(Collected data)
*** Begin section ***

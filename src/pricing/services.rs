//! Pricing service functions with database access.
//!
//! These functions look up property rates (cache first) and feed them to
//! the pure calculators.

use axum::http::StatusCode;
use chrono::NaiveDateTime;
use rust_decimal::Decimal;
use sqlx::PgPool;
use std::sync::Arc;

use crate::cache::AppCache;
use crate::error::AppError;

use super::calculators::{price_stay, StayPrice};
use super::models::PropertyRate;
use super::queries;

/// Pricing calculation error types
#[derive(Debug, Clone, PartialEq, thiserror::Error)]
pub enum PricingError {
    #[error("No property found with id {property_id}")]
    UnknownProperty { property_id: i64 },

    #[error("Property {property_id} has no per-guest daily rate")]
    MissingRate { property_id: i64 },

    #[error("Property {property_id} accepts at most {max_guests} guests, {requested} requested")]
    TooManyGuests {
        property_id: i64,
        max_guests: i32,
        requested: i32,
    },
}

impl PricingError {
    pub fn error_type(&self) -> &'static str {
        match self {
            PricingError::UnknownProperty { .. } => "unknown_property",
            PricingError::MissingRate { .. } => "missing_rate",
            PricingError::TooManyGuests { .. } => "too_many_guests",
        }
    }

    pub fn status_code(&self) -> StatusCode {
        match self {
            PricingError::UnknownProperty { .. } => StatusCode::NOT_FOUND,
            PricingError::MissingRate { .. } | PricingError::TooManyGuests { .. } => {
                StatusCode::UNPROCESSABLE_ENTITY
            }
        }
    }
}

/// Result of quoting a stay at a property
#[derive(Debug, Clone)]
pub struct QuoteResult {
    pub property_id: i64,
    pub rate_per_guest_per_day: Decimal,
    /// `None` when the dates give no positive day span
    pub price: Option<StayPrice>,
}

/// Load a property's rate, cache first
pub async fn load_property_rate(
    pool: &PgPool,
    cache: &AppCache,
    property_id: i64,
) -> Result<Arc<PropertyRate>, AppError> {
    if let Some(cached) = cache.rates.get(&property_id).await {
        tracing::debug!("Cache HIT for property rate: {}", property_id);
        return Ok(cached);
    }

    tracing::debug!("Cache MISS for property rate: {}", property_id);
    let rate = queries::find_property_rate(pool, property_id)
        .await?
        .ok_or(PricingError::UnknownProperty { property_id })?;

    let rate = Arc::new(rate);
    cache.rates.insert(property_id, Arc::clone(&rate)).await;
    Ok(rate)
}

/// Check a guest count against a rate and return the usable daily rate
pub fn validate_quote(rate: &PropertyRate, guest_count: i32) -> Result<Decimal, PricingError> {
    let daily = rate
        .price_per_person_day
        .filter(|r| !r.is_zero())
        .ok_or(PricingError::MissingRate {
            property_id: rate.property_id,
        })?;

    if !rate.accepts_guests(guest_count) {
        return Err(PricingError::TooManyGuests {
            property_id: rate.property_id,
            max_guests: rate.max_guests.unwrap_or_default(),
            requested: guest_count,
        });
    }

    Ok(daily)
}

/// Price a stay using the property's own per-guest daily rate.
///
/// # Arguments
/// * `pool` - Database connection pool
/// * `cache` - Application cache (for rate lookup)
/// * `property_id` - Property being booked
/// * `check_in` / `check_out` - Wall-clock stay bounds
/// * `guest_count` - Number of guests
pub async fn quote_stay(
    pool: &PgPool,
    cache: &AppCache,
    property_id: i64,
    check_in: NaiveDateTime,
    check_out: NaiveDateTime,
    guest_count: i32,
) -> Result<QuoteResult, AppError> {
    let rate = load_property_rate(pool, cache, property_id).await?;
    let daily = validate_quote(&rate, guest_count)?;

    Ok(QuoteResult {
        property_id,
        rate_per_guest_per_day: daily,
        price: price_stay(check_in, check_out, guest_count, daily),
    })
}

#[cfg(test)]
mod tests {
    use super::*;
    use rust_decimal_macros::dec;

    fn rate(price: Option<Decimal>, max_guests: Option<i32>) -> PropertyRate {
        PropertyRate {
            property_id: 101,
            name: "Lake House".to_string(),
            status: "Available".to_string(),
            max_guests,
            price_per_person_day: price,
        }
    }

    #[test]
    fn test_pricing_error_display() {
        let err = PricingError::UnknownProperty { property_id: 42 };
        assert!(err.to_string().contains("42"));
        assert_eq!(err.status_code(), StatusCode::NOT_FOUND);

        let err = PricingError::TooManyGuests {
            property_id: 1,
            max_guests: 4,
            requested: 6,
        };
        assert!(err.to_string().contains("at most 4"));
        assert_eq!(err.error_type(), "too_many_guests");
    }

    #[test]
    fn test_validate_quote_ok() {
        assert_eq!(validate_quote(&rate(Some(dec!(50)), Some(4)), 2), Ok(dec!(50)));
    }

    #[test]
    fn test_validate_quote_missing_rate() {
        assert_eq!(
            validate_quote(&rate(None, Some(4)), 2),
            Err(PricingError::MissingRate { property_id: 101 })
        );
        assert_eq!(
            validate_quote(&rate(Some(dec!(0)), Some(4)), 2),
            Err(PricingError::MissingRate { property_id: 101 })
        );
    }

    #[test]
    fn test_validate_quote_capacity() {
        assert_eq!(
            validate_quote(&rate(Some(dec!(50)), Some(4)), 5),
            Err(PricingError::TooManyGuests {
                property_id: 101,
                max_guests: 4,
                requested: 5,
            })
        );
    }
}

*** End section ***
*** Begin section ***

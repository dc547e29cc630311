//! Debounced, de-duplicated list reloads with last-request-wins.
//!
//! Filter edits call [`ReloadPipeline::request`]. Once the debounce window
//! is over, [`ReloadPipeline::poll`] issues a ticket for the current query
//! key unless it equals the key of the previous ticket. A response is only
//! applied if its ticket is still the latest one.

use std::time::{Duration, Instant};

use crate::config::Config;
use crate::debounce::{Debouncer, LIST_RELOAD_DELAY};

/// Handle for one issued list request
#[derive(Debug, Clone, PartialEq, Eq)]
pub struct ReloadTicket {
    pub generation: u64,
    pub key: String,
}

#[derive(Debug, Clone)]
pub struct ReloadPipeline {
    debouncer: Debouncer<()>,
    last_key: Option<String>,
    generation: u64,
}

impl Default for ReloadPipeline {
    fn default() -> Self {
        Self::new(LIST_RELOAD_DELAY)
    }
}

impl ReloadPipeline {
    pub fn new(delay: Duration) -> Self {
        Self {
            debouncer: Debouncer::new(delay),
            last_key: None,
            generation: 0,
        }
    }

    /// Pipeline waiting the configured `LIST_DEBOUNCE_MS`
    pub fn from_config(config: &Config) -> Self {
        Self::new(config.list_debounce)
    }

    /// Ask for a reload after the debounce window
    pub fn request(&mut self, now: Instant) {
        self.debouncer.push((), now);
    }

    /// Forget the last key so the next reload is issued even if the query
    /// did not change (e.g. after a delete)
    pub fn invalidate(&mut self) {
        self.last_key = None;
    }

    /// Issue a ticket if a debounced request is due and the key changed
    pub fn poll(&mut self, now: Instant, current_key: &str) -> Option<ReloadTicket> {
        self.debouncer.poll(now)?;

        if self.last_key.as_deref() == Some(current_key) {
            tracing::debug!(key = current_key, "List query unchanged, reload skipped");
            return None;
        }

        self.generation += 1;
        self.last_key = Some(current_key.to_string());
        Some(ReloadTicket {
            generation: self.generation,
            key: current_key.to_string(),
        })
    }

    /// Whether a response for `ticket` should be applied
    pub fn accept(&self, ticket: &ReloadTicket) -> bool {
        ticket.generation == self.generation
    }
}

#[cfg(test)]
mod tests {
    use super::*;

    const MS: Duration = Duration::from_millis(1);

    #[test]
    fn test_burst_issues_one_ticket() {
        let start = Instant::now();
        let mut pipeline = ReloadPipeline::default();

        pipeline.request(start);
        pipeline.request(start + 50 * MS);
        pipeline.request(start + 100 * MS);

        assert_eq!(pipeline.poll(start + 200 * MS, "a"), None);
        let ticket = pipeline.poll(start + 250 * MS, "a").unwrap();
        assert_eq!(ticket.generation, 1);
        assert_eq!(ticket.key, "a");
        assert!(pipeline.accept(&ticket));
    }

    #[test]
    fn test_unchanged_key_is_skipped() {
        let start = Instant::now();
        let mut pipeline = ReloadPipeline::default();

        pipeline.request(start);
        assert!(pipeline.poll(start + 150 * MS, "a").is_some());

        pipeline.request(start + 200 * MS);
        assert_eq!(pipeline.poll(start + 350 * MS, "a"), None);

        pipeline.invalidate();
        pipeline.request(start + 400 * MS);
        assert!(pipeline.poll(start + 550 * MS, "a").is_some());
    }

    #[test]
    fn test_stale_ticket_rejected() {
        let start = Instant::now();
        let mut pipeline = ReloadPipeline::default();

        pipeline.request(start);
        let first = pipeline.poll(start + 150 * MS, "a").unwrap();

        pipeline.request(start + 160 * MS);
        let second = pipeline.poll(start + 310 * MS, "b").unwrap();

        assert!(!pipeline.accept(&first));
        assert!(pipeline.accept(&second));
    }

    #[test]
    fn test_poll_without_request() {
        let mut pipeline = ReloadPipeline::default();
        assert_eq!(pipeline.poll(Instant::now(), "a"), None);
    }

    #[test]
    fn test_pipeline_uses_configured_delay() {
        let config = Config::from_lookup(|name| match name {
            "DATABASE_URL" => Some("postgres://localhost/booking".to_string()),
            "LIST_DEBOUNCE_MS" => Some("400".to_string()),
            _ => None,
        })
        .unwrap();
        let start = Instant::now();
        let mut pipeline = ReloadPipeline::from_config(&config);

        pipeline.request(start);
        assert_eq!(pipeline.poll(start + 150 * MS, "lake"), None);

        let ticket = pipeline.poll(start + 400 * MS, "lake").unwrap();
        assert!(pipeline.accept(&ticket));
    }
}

*** End section ***

* _What the exercise asks_: Pull out every line above that holds the word "second".

* _Exercise result_:
        let second = pipeline.poll(start + 310 * MS, "b").unwrap();
        assert!(pipeline.accept(&second));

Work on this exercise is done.